WHAT IS NEEDED - Below are the records. List every line holding the word "Result".

Stored items -
=== Section Start ===
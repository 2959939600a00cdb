use super::{impl_endpoint_base, EndpointBase, MarketEndpoints};

use crate::transport::Transport;
use fcs_core::{Market, Params, Result};
use fcs_models::ApiResponse;
use std::sync::Arc;
use tracing::instrument;

/// Foreign exchange (forex) endpoints
///
/// The shared market endpoints (`list`, `latest`, `history`, `profile`,
/// indicators, ...) come from [`MarketEndpoints`]; this type adds the
/// forex-only ones.
pub struct ForexEndpoints {
  transport: Arc<Transport>,
}

impl ForexEndpoints {
  /// Create a new forex endpoints instance
  pub fn new(transport: Arc<Transport>) -> Self {
    Self { transport }
  }

  /// Convert an amount from one currency to another
  ///
  /// # Arguments
  ///
  /// * `pair1` - The currency to convert from (e.g., "EUR")
  /// * `pair2` - The currency to convert to (e.g., "USD")
  /// * `amount` - Amount of `pair1` to convert
  ///
  /// # Examples
  ///
  /// ```rust,no_run
  /// # use fcs_client::{FcsClient, Config};
  /// # async fn run() -> fcs_client::Result<()> {
  /// # let client = FcsClient::new(Config::from_env()?)?;
  /// let converted = client.forex().converter("EUR", "USD", 250.0).await?;
  /// println!("{:?}", converted.response_data());
  /// # Ok(())
  /// # }
  /// ```
  #[instrument(skip(self))]
  pub async fn converter(&self, pair1: &str, pair2: &str, amount: f64) -> Result<ApiResponse> {
    let params = Params::new().with("pair1", pair1).with("pair2", pair2).with("amount", amount);
    self.call("converter", params).await
  }

  /// Latest rates of every currency quoted against `base`
  ///
  /// # Arguments
  ///
  /// * `base` - The base currency (e.g., "USD")
  /// * `kind` - Optional instrument type filter (e.g., "forex", "crypto")
  #[instrument(skip(self))]
  pub async fn base_latest(&self, base: &str, kind: Option<&str>) -> Result<ApiResponse> {
    let params = Params::new().with("symbol", base).with_opt("type", kind);
    self.call("base_latest", params).await
  }

  /// Upcoming and recent economic events
  ///
  /// # Arguments
  ///
  /// * `country` - Optional country code filter (e.g., "US")
  /// * `from` / `to` - Optional date window, `YYYY-MM-DD`
  #[instrument(skip(self))]
  pub async fn economy_calendar(
    &self,
    country: Option<&str>,
    from: Option<&str>,
    to: Option<&str>,
  ) -> Result<ApiResponse> {
    let params = Params::new()
      .with_opt("country", country)
      .with_opt("from", from)
      .with_opt("to", to);
    self.call("economy_cal", params).await
  }
}

impl_endpoint_base!(ForexEndpoints);

impl MarketEndpoints for ForexEndpoints {
  fn market(&self) -> Market {
    Market::Forex
  }
}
=== Section End ===
TASK OUTPUT -
use fcs_core::{Market, Params, Result};
  /// # async fn run() -> fcs_client::Result<()> {
  pub async fn converter(&self, pair1: &str, pair2: &str, amount: f64) -> Result<ApiResponse> {
  pub async fn base_latest(&self, base: &str, kind: Option<&str>) -> Result<ApiResponse> {
  ) -> Result<ApiResponse> {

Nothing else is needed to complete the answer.